The Japanese method is similar to the European taxation by classes of displacement, plus a vehicle weight tax.

In the American system, which also includes Canada, Australia and New Zealand, there is not this sort of taxation per engine displacement.

In The Netherlands and Sweden road tax is based on vehicle weight. However, Swedish cars registered in 2008, or later, are taxed based on carbon dioxide emissions.[citation needed]

Displacement is also used to distinguish categories of (heavier) motorbikes with respect to drving licence and insurance requirements.
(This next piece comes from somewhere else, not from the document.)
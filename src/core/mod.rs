//! Core types: errors, configuration, filesystem layout.

pub mod config;
pub mod errors;
pub mod paths;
In France and some other EU countries, mopeds of less than 50 cm3 displacement (and usually with a two-stroke engine), can be driven with minimum qualifications (previously, they could be driven by any person over 14). This led to all light motorbikes having a displacement of about 49.9 cm3. Some people tuned the engine by increasing the cylinder bore, increasing displacement; such mopeds cannot be driven legally on public roads since they do no longer conform to the original specifications and may go faster than 45 km/h.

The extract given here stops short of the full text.